What do the lines say from the start of the entries through the one containing "static ACTIVE_ROOTS: Mutex<BTreeSet<PathBuf>>"? Repeat them exactly.

= Beginning of Section =

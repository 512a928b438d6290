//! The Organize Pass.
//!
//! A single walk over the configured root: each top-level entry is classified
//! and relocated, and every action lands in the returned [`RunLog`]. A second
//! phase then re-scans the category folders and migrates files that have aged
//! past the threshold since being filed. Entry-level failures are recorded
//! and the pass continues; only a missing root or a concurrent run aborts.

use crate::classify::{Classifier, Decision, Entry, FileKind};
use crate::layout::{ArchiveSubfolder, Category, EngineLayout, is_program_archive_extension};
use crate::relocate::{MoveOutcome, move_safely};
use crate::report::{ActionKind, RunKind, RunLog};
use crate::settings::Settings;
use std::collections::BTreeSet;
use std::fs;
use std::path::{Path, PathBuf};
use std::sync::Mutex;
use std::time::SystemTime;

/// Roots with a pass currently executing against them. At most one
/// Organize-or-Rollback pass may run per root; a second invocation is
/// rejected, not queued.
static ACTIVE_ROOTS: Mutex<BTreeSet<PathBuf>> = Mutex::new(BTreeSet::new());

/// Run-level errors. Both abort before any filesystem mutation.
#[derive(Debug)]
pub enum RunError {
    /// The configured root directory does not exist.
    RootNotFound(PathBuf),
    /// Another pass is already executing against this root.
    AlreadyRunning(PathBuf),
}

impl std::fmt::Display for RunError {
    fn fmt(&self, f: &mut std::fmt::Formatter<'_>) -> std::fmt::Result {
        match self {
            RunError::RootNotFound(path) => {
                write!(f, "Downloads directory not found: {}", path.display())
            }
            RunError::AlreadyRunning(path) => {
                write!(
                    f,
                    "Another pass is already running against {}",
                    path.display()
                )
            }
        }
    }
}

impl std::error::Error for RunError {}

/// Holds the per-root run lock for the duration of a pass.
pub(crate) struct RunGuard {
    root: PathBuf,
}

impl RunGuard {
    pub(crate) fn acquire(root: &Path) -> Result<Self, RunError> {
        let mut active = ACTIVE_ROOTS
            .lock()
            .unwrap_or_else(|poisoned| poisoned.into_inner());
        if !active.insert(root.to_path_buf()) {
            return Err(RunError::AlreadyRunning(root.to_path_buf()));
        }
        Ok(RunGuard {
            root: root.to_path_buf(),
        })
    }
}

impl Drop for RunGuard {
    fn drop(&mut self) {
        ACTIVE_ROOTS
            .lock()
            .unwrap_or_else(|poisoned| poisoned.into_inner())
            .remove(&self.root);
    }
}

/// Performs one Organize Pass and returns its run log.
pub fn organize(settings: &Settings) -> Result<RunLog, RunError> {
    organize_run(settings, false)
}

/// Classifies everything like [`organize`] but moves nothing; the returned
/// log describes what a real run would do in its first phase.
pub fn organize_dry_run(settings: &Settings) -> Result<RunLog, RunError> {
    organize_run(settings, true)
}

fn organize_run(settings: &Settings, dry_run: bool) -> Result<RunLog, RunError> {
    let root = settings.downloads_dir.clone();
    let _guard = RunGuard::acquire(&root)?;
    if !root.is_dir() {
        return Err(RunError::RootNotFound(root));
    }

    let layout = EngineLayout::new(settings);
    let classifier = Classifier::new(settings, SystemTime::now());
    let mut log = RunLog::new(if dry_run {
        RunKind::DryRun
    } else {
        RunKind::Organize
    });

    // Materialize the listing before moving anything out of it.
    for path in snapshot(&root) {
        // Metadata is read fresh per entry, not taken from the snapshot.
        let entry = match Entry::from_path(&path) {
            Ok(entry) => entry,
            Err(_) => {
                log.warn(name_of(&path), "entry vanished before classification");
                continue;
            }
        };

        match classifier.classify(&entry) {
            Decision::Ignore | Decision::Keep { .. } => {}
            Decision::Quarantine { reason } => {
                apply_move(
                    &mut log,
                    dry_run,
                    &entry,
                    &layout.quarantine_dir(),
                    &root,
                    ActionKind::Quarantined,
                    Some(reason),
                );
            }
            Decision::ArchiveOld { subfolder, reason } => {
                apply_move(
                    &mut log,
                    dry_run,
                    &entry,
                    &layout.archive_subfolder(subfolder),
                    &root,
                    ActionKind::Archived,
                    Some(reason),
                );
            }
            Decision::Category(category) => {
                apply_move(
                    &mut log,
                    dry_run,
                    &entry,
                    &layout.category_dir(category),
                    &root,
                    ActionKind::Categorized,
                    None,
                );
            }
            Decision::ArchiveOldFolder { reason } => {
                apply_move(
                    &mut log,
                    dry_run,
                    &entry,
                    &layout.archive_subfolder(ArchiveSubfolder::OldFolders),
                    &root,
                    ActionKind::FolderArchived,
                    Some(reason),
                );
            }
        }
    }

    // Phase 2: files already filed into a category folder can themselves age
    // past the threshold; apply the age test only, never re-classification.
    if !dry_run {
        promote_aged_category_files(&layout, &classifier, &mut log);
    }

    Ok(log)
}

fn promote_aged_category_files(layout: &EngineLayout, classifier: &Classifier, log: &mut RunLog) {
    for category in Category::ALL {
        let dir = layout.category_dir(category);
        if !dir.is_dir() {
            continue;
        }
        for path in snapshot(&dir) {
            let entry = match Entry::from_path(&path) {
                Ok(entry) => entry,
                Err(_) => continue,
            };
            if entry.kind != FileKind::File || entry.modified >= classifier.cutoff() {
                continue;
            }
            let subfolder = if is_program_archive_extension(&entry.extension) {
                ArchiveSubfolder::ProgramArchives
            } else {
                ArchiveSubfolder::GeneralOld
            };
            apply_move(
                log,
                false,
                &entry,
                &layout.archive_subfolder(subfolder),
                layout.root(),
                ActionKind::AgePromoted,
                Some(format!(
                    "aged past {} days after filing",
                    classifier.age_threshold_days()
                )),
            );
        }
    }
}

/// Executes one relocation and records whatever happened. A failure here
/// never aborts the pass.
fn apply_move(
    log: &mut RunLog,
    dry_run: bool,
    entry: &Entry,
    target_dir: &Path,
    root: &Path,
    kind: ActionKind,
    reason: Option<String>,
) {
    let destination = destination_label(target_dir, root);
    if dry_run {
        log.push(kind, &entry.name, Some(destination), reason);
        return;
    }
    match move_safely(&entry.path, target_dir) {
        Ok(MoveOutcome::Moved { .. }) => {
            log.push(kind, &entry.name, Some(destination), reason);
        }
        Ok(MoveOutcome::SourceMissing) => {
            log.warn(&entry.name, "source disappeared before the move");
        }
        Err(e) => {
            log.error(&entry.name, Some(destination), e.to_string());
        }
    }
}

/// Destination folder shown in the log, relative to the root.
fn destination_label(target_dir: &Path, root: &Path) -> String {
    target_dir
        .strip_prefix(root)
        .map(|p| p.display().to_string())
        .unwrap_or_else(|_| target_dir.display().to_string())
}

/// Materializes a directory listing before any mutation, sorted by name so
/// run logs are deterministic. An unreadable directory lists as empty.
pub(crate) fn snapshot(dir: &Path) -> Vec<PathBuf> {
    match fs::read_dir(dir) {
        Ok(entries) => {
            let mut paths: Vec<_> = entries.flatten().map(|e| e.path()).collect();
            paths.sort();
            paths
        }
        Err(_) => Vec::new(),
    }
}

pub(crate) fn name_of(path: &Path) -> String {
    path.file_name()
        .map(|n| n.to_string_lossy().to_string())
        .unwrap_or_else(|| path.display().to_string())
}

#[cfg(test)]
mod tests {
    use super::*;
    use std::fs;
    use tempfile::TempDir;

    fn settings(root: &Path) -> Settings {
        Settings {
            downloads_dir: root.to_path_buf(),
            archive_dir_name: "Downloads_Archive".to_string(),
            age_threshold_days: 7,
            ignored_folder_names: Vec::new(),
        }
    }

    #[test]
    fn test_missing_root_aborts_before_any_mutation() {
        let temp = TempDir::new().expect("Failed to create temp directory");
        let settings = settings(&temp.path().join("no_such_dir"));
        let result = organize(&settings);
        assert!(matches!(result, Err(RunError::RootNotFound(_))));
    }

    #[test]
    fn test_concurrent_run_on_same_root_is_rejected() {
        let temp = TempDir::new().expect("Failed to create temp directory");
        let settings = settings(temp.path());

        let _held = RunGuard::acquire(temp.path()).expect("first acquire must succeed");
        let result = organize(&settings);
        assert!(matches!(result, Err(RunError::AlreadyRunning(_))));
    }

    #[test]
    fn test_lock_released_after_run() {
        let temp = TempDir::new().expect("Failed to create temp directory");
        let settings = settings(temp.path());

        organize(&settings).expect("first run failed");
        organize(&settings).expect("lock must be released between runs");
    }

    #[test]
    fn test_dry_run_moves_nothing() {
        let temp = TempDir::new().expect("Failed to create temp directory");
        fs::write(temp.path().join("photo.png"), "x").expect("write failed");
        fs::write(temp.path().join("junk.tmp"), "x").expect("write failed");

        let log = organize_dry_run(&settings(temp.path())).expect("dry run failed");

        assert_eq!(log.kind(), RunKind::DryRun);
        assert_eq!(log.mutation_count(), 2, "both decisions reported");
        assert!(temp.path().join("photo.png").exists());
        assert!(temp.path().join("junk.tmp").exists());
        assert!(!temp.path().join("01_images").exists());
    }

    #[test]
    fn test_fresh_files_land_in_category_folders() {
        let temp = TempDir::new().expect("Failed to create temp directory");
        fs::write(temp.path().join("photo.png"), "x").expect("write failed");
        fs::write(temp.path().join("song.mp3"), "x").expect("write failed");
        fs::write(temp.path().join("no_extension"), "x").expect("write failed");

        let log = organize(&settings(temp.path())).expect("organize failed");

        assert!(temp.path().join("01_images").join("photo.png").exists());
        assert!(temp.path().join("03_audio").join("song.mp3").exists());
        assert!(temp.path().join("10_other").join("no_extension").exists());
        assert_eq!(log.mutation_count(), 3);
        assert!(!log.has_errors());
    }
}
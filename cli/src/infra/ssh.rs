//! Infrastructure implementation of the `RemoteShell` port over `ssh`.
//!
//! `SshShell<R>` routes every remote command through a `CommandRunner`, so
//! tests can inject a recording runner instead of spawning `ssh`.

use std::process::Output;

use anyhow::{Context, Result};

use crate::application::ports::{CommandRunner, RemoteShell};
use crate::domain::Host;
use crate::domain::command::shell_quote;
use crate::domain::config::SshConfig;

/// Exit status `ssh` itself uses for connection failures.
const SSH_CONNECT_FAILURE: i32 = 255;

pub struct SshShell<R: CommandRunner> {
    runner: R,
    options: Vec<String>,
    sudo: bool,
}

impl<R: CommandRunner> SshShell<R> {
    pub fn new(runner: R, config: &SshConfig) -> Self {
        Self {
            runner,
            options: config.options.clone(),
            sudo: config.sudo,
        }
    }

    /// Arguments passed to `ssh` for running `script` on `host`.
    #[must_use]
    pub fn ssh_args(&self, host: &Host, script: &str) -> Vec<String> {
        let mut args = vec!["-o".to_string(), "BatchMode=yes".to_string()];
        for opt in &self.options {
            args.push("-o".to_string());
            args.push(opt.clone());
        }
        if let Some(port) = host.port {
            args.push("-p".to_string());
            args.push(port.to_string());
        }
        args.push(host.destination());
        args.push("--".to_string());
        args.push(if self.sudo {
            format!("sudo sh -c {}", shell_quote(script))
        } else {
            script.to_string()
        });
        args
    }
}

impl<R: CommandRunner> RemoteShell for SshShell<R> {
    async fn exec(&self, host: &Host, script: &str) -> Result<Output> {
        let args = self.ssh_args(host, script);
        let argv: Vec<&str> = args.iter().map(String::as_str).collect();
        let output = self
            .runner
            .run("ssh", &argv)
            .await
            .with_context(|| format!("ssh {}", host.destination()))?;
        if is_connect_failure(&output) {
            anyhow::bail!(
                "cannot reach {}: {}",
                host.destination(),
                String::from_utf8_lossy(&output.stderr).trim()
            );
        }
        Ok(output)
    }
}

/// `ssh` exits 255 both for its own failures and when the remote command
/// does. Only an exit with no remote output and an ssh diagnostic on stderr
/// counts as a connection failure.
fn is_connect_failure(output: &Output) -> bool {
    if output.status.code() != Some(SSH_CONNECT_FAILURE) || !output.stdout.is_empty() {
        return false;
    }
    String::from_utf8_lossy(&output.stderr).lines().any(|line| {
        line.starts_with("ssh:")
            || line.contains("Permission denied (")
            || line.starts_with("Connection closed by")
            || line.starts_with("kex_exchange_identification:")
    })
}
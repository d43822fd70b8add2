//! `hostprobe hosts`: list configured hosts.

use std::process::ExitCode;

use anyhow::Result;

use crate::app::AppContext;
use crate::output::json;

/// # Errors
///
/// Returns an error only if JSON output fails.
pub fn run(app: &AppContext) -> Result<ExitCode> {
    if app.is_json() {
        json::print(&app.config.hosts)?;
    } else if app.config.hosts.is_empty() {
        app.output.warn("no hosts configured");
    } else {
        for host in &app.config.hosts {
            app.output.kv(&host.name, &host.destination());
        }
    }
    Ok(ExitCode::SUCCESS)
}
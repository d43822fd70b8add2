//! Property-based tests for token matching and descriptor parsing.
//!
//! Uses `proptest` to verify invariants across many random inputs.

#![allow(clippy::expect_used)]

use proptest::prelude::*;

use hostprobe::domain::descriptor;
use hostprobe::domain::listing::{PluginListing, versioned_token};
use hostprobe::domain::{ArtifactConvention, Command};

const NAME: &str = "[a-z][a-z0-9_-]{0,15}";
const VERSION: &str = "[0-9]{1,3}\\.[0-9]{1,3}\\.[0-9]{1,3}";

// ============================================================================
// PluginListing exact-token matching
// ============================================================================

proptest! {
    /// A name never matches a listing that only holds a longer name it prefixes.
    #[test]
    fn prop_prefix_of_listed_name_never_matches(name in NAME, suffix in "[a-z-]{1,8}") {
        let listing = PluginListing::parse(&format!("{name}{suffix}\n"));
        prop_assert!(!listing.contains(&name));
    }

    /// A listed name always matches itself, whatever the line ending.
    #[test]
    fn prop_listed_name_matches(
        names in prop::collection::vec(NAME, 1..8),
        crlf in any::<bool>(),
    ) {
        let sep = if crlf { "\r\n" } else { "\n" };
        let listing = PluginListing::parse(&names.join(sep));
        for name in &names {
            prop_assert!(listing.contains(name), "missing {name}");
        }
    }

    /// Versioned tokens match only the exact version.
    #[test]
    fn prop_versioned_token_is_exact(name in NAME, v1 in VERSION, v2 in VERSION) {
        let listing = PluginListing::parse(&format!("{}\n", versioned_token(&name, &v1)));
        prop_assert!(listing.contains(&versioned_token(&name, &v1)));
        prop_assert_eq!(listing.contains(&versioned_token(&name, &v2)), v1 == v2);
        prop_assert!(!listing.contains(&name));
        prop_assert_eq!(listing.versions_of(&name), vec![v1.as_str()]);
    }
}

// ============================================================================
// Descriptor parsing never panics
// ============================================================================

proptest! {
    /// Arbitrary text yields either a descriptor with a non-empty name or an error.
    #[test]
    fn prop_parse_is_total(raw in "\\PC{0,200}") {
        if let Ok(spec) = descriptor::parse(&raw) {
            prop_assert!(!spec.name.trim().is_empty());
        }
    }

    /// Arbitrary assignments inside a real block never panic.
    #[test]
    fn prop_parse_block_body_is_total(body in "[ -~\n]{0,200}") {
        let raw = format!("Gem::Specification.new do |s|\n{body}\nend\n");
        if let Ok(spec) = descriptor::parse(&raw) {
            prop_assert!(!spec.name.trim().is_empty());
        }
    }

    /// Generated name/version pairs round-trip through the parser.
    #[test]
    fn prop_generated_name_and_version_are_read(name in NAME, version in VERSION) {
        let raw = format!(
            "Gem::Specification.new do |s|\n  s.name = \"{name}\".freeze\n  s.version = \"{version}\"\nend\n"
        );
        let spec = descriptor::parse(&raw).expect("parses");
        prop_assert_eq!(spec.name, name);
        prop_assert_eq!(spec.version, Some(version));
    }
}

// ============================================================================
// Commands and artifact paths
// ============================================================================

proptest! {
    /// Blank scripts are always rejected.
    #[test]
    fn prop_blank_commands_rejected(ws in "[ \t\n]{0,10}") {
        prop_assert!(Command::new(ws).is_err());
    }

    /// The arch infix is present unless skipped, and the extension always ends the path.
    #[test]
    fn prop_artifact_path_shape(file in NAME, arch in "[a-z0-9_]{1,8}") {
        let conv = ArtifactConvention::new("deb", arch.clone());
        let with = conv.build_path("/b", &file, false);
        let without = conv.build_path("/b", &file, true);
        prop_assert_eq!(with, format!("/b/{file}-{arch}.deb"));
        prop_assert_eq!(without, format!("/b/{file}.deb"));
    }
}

= End of Section =

• TASK SOLUTION:
repository 512a928b438d6290
//! The Organize Pass.
//!
//! A single walk over the configured root: each top-level entry is classified
//! and relocated, and every action lands in the returned [`RunLog`]. A second
//! phase then re-scans the category folders and migrates files that have aged
//! past the threshold since being filed. Entry-level failures are recorded
//! and the pass continues; only a missing root or a concurrent run aborts.

use crate::classify::{Classifier, Decision, Entry, FileKind};
use crate::layout::{ArchiveSubfolder, Category, EngineLayout, is_program_archive_extension};
use crate::relocate::{MoveOutcome, move_safely};
use crate::report::{ActionKind, RunKind, RunLog};
use crate::settings::Settings;
use std::collections::BTreeSet;
use std::fs;
use std::path::{Path, PathBuf};
use std::sync::Mutex;
use std::time::SystemTime;

/// Roots with a pass currently executing against them. At most one
/// Organize-or-Rollback pass may run per root; a second invocation is
/// rejected, not queued.
static ACTIVE_ROOTS: Mutex<BTreeSet<PathBuf>> = Mutex::new(BTreeSet::new());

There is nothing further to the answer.